We report the case of a male patient from an Ashkenazi Jewish ethnic group with a history of midline defects (congenital heart disease, high-arched palate and bifid uvula). At the age of 46 years, he came to our center complaining of resting tremor, and a neurological examination concluded Parkinson’s disease. As a part of his approach, genetic evaluation was performed. Fluorescence in-situ hybridization (FISH) confirmed a mosaicism of a 22q deletion in 24% of the analyzed blood cells. Also, immunohistochemical studies were performed on samples from the minor salivary glands using a SNCA antibody. Intense SNCA immunoreactive profiles were obtained for cells from the salivary glands of the patient. This is, to our knowledge, the first description of the association of a mosaicism of a 22q11.2 microdeletion syndrome with Parkinson’s disease.

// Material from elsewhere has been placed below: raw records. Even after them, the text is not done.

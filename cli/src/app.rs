use std::path::Path;

use indicatif::{ProgressBar, ProgressStyle};
use replay_core::api::{
    build_report, compare_all, execute_all, fetch_queries, render_html, write_report, AppConfig,
    Endpoint, ExecuteOptions, FetchOptions, ReplayError,
};
use tokio::sync::mpsc;

use crate::cli::Args;

const REPORT_TEMPLATE: &str = include_str!("../templates/report.html");

fn progress_bar(total: usize) -> ProgressBar {
    let bar = ProgressBar::new(total as u64);
    bar.set_style(
        ProgressStyle::default_bar()
            .template("[{elapsed_precise}] {bar:40.cyan/blue} {pos}/{len} queries ({percent}%)")
            .unwrap_or_else(|_| ProgressStyle::default_bar())
            .progress_chars("█▓▒░  "),
    );
    bar
}

pub async fn run(args: Args, cfg: AppConfig) -> Result<i32, ReplayError> {
    let command = std::env::args().collect::<Vec<_>>().join(" ");
    let http = reqwest::Client::new();

    println!(
        "Fetching queries from {} to {}...",
        args.initial_date, args.final_date
    );
    let queries = fetch_queries(
        &http,
        &FetchOptions {
            replay_api_url: cfg.replay_api_url.clone(),
            initial_date: args.initial_date.clone(),
            final_date: args.final_date.clone(),
            limit: args.limit,
        },
    )
    .await?;

    if queries.is_empty() {
        println!("No queries found for the specified date range.");
        return Ok(0);
    }
    println!("Found {} queries", queries.len());
    tracing::info!(
        target: "replay.app",
        queries = queries.len(),
        concurrency = args.concurrency,
        "starting replay run"
    );

    println!("Executing queries against local and production...");
    let bar = progress_bar(queries.len());
    let (tx, mut rx) = mpsc::unbounded_channel::<replay_core::api::ProgressEvent>();
    let bar_task = {
        let bar = bar.clone();
        tokio::spawn(async move {
            while let Some(ev) = rx.recv().await {
                bar.set_position(ev.completed as u64);
            }
        })
    };

    let opts = ExecuteOptions {
        local: Endpoint::new(cfg.local_graphql_url.clone(), cfg.local_auth.clone()),
        production: Endpoint::new(
            cfg.production_graphql_url.clone(),
            cfg.production_auth.clone(),
        ),
        concurrency: args.concurrency,
        progress: Some(tx),
    };
    let pairs = execute_all(&http, &queries, &opts).await;
    drop(opts);
    let _ = bar_task.await;
    bar.finish_and_clear();

    println!("Comparing responses...");
    let (results, summary) = compare_all(pairs, args.strategy.into());
    println!(
        "Results: {} queries with diffs, {} identical",
        summary.with_diffs, summary.without_diffs
    );

    println!("Generating report: {}", args.output);
    let report = build_report(&results, &summary, &command);
    let html = render_html(REPORT_TEMPLATE, &report)?;
    write_report(Path::new(&args.output), &html)?;

    if summary.with_diffs > 0 {
        println!(
            "{} queries have differences between local and production.",
            summary.with_diffs
        );
    } else {
        println!("All queries returned identical results!");
    }

    Ok(0)
}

Our findings suggest that, before excluding the involvement of the 22q11.2 deletion in the etiology of earlyonset PD cases, the spectrum of evaluations should be extended to include more sensitive FISH analysis and immunohistochemical studies. The pathogenesis of early-onset PD in patients with 22q11.2 deletion syndrome remains unknown but, if elucidated, it may contribute to understanding the etiology of PD and ultimately to prevention and treatment strategies.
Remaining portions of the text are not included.